Stored data entries
━━━━━━━━━━━━━━━━

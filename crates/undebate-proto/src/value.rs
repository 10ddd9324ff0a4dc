//! JSON payloads carried inside protocol frames.

use rkyv::{Archive, Deserialize, Serialize};
use serde_json::Value;

use crate::Error;

/// An application payload, stored as JSON-encoded bytes.
///
/// The protocol does not interpret payloads. Arguments, replies and pushed
/// updates are arbitrary JSON values; encoding them as bytes keeps the frame
/// envelope non-recursive for rkyv.
#[derive(Debug, Clone, PartialEq, Eq, Archive, Serialize, Deserialize)]
pub struct Payload(pub Vec<u8>);

impl Payload {
    /// Encode a JSON value as a payload.
    pub fn from_value(value: &Value) -> Result<Self, Error> {
        serde_json::to_vec(value)
            .map(Payload)
            .map_err(|e| Error::Serialization(format!("failed to encode payload: {}", e)))
    }

    /// Decode the payload back into a JSON value.
    pub fn to_value(&self) -> Result<Value, Error> {
        serde_json::from_slice(&self.0)
            .map_err(|e| Error::Deserialization(format!("failed to decode payload: {}", e)))
    }

    /// Encode a list of JSON values.
    pub fn encode_all(values: &[Value]) -> Result<Vec<Payload>, Error> {
        values.iter().map(Payload::from_value).collect()
    }

    /// Decode a list of payloads.
    pub fn decode_all(payloads: &[Payload]) -> Result<Vec<Value>, Error> {
        payloads.iter().map(Payload::to_value).collect()
    }

    /// Size of the encoded payload in bytes.
    pub fn len(&self) -> usize {
        self.0.len()
    }

    /// Check if the payload is empty (never true for a valid JSON payload).
    pub fn is_empty(&self) -> bool {
        self.0.is_empty()
    }
}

━━━━━━━━━━━━━━━━

» **Problem description**:
From the line that contains "list of payloads." down to the last line above, print each line exactly as it appears.

» **Result of the exercise**:
    /// Decode a list of payloads.
    pub fn decode_all(payloads: &[Payload]) -> Result<Vec<Value>, Error> {
        payloads.iter().map(Payload::to_value).collect()
    }

    /// Size of the encoded payload in bytes.
    pub fn len(&self) -> usize {
        self.0.len()
    }

    /// Check if the payload is empty (never true for a valid JSON payload).
    pub fn is_empty(&self) -> bool {
        self.0.is_empty()
    }
}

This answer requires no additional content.